Return every line of the data below that includes the string "true".

*Records for this task*:
* * * *

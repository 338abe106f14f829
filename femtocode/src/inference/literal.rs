use super::Predicate;
use crate::almost::Endpoint;
use crate::error::FemtocodeError;
use crate::schema::{Charset, Schema};
use crate::setops::{
    difference_pair, intersection_pair, number_intervals, size_schema, union_list,
};
use crate::value::LiteralValue;
use crate::FemtoResult;

/// Refine `schema` under the assumption `schema <op> value` holds.
///
/// A predicate that can never hold refines to `Impossible`; a predicate
/// the schema already guarantees refines to the schema itself. Applying a
/// predicate to a shape it makes no sense for (ordering a string against
/// a number, taking the size of a boolean) also refines to `Impossible`,
/// so that unfit alternatives drop out of unions. Only a malformed
/// request — a literal of the wrong type for the opcode — is an error.
pub fn literal(schema: &Schema, predicate: Predicate, value: &LiteralValue) -> FemtoResult<Schema> {
    match schema {
        Schema::Impossible { .. } => Ok(schema.clone()),
        Schema::Alias(name) => Err(FemtocodeError::unresolved(name)),
        Schema::Ref(r) => match r.target() {
            Some(target) => literal(target, predicate, value),
            None => Err(FemtocodeError::unresolved(r.name())),
        },
        Schema::Union { possibilities } => {
            let mut survivors = Vec::new();
            let mut first_impossible = None;
            for possibility in possibilities {
                let refined = literal(possibility, predicate, value)?;
                if refined.is_impossible() {
                    if first_impossible.is_none() {
                        first_impossible = Some(refined);
                    }
                } else {
                    survivors.push(refined);
                }
            }
            if survivors.is_empty() {
                Ok(first_impossible
                    .unwrap_or_else(|| Schema::impossible_because("union had no possibilities")))
            } else {
                Ok(union_list(survivors))
            }
        }
        _ => match predicate {
            Predicate::Eq => equality(schema, value),
            Predicate::Ne => inequality_literal(schema, value),
            Predicate::Lt | Predicate::Le | Predicate::Gt | Predicate::Ge => {
                ordering(schema, predicate, value)
            }
            _ if predicate.is_size() => size(schema, predicate, value),
            Predicate::Ordered | Predicate::NotOrdered => orderedness(schema, predicate),
            _ => unreachable!(),
        },
    }
}

fn never(schema: &Schema, value: &LiteralValue) -> Schema {
    Schema::impossible_because(format!("{} can never equal {}", schema.kind(), value))
}

fn equality(schema: &Schema, value: &LiteralValue) -> FemtoResult<Schema> {
    match (schema, value) {
        (Schema::Null { .. }, LiteralValue::Null) => Ok(Schema::null()),
        (Schema::Boolean { .. }, LiteralValue::Boolean(b)) => {
            if schema.contains_value(value) {
                Ok(Schema::boolean_just(*b))
            } else {
                Ok(never(schema, value))
            }
        }
        (Schema::Number { .. }, LiteralValue::Number(n)) => {
            if n.is_nan() {
                return Err(FemtocodeError::invalid_argument("literal may not be nan"));
            }
            let singleton = Schema::number(Endpoint::Closed(*n), Endpoint::Closed(*n), false)?;
            Ok(intersection_pair(schema, &singleton))
        }
        (Schema::String { charset, .. }, LiteralValue::String(s)) => {
            let len = match charset {
                Charset::Bytes => s.len(),
                Charset::Unicode => s.chars().count(),
            } as f64;
            let sized = Schema::String {
                alias: None,
                charset: *charset,
                fewest: Endpoint::Closed(len),
                most: Endpoint::Closed(len),
            };
            Ok(intersection_pair(schema, &sized))
        }
        (Schema::Collection { items, .. }, LiteralValue::Collection(values)) => {
            let n = values.len() as f64;
            let pattern = if values.is_empty() {
                Schema::empty()
            } else {
                let mut refined = Vec::with_capacity(values.len());
                for v in values {
                    refined.push(literal(items, Predicate::Eq, v)?);
                }
                let item_pattern = union_list(refined);
                if item_pattern.is_impossible() {
                    return Ok(item_pattern);
                }
                Schema::collection(item_pattern, Endpoint::Closed(n), Endpoint::Closed(n), true)?
            };
            Ok(intersection_pair(schema, &pattern))
        }
        (Schema::Record { fields, .. }, LiteralValue::Record(values)) => {
            if !fields.keys().eq(values.keys()) {
                return Ok(Schema::impossible_because(
                    "record fields do not match the literal's fields",
                ));
            }
            let mut refined = std::collections::BTreeMap::new();
            for (name, field) in fields {
                let narrowed = literal(field, Predicate::Eq, &values[name])?;
                if narrowed.is_impossible() {
                    return Ok(narrowed);
                }
                refined.insert(name.clone(), narrowed);
            }
            Ok(Schema::Record {
                alias: None,
                fields: refined,
            })
        }
        _ => Ok(never(schema, value)),
    }
}

/// `!=` removes at most a single point; anything coarser than a point
/// (string contents, collection elements) cannot be excluded from the
/// schema's vocabulary, so the schema passes through unchanged.
fn inequality_literal(schema: &Schema, value: &LiteralValue) -> FemtoResult<Schema> {
    if !schema.contains_value(value) {
        return Ok(schema.clone());
    }
    match (schema, value) {
        (Schema::Null { .. }, LiteralValue::Null) => Ok(Schema::impossible_because(
            "null is always equal to the literal null",
        )),
        (Schema::Boolean { .. }, LiteralValue::Boolean(b)) => {
            Ok(difference_pair(schema, &Schema::boolean_just(*b)))
        }
        (Schema::Number { .. }, LiteralValue::Number(n)) => {
            let singleton = Schema::number(Endpoint::Closed(*n), Endpoint::Closed(*n), false)?;
            Ok(difference_pair(schema, &singleton))
        }
        _ => Ok(schema.clone()),
    }
}

fn ordering(schema: &Schema, predicate: Predicate, value: &LiteralValue) -> FemtoResult<Schema> {
    let n = match value.as_number() {
        Some(n) if !n.is_nan() => n,
        _ => {
            return Err(FemtocodeError::invalid_argument(format!(
                "ordering comparison requires a numeric literal, not {}",
                value
            )))
        }
    };
    if !matches!(schema, Schema::Number { .. }) {
        return Ok(Schema::impossible_because(format!(
            "{} is never ordered against a number",
            schema.kind()
        )));
    }
    let bound = match predicate {
        Predicate::Lt => Schema::number(Endpoint::NEG_INF, Endpoint::Open(n), false),
        Predicate::Le => Schema::number(Endpoint::NEG_INF, Endpoint::Closed(n), false),
        Predicate::Gt => Schema::number(Endpoint::Open(n), Endpoint::INF, false),
        Predicate::Ge => Schema::number(Endpoint::Closed(n), Endpoint::INF, false),
        _ => unreachable!(),
    }?;
    Ok(intersection_pair(schema, &bound))
}

fn size(schema: &Schema, predicate: Predicate, value: &LiteralValue) -> FemtoResult<Schema> {
    if !matches!(value, LiteralValue::Number(_)) {
        return Err(FemtocodeError::invalid_argument(format!(
            "size comparison requires a numeric literal, not {}",
            value
        )));
    }
    match schema {
        Schema::String {
            charset,
            fewest,
            most,
            ..
        } => {
            let sizes = literal(
                &size_schema(*fewest, *most),
                predicate.without_size(),
                value,
            )?;
            if sizes.is_impossible() {
                return Ok(sizes);
            }
            let pieces = number_intervals(&sizes)
                .into_iter()
                .map(|(fewest, most)| Schema::String {
                    alias: None,
                    charset: *charset,
                    fewest,
                    most,
                })
                .collect::<Vec<_>>();
            Ok(union_list(pieces))
        }
        Schema::Collection {
            items,
            fewest,
            most,
            ordered,
            ..
        } => {
            let sizes = literal(
                &size_schema(*fewest, *most),
                predicate.without_size(),
                value,
            )?;
            if sizes.is_impossible() {
                return Ok(sizes);
            }
            let mut pieces = Vec::new();
            for (fewest, most) in number_intervals(&sizes) {
                pieces.push(Schema::collection((**items).clone(), fewest, most, *ordered)?);
            }
            Ok(union_list(pieces))
        }
        _ => Ok(Schema::impossible_because(format!(
            "{} has no size",
            schema.kind()
        ))),
    }
}

fn orderedness(schema: &Schema, predicate: Predicate) -> FemtoResult<Schema> {
    match schema {
        Schema::Collection { ordered, .. } => {
            if *ordered == (predicate == Predicate::Ordered) {
                Ok(schema.clone())
            } else if *ordered {
                Ok(Schema::impossible_because("the collection is ordered"))
            } else {
                Ok(Schema::impossible_because("the collection is unordered"))
            }
        }
        _ => Ok(Schema::impossible_because(format!(
            "{} has no element order",
            schema.kind()
        ))),
    }
}

#[cfg(test)]
mod tests {
    use super::*;

    #[test]
    fn greater_than_opens_the_lower_bound() {
        let refined = literal(
            &Schema::real_range(0.0, 10.0).unwrap(),
            Predicate::Gt,
            &LiteralValue::Number(3.0),
        )
        .unwrap();
        assert_eq!(
            refined,
            Schema::number(Endpoint::Open(3.0), Endpoint::Closed(10.0), false).unwrap()
        );
    }

    #[test]
    fn disjoint_ordering_is_impossible() {
        let refined = literal(
            &Schema::real_range(-10.0, -5.0).unwrap(),
            Predicate::Gt,
            &LiteralValue::Number(3.0),
        )
        .unwrap();
        assert!(refined.is_impossible());
    }

    #[test]
    fn equality_narrows_to_a_point() {
        let refined = literal(
            &Schema::integer_range(0.0, 10.0).unwrap(),
            Predicate::Eq,
            &LiteralValue::Number(4.0),
        )
        .unwrap();
        assert_eq!(refined, Schema::integer_range(4.0, 4.0).unwrap());
    }

    #[test]
    fn equality_against_a_fraction_kills_a_whole_interval() {
        let refined = literal(
            &Schema::integer_range(0.0, 10.0).unwrap(),
            Predicate::Eq,
            &LiteralValue::Number(4.5),
        )
        .unwrap();
        assert!(refined.is_impossible());
    }

    #[test]
    fn inequality_splits_an_interval() {
        let refined = literal(
            &Schema::real_range(0.0, 10.0).unwrap(),
            Predicate::Ne,
            &LiteralValue::Number(5.0),
        )
        .unwrap();
        let expected = union_list(vec![
            Schema::number(Endpoint::Closed(0.0), Endpoint::Open(5.0), false).unwrap(),
            Schema::number(Endpoint::Open(5.0), Endpoint::Closed(10.0), false).unwrap(),
        ]);
        assert_eq!(refined, expected);
    }

    #[test]
    fn union_refinement_drops_dead_alternatives() {
        let u = union_list(vec![
            Schema::real_range(0.0, 1.0).unwrap(),
            Schema::real_range(5.0, 9.0).unwrap(),
        ]);
        let refined = literal(&u, Predicate::Gt, &LiteralValue::Number(2.0)).unwrap();
        assert_eq!(refined, Schema::real_range(5.0, 9.0).unwrap());
    }

    #[test]
    fn size_refinement_narrows_collection_lengths() {
        let c = Schema::collection(
            Schema::real(),
            Endpoint::Closed(0.0),
            Endpoint::Closed(10.0),
            false,
        )
        .unwrap();
        let refined = literal(&c, Predicate::SizeLe, &LiteralValue::Number(3.0)).unwrap();
        assert_eq!(
            refined,
            Schema::collection(
                Schema::real(),
                Endpoint::Closed(0.0),
                Endpoint::Closed(3.0),
                false
            )
            .unwrap()
        );
    }

    #[test]
    fn orderedness_must_match_the_flag() {
        let c = Schema::collection(
            Schema::real(),
            Endpoint::Closed(1.0),
            Endpoint::Closed(5.0),
            true,
        )
        .unwrap();
        assert_eq!(
            literal(&c, Predicate::Ordered, &LiteralValue::Null).unwrap(),
            c
        );
        assert!(literal(&c, Predicate::NotOrdered, &LiteralValue::Null)
            .unwrap()
            .is_impossible());
    }

    #[test]
    fn equality_on_the_wrong_kind_is_impossible() {
        let refined = literal(
            &Schema::string(),
            Predicate::Eq,
            &LiteralValue::Number(3.0),
        )
        .unwrap();
        assert!(refined.is_impossible());
    }
}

* * * *

*Answer to the problem*:
                Schema::collection(item_pattern, Endpoint::Closed(n), Endpoint::Closed(n), true)?
            true,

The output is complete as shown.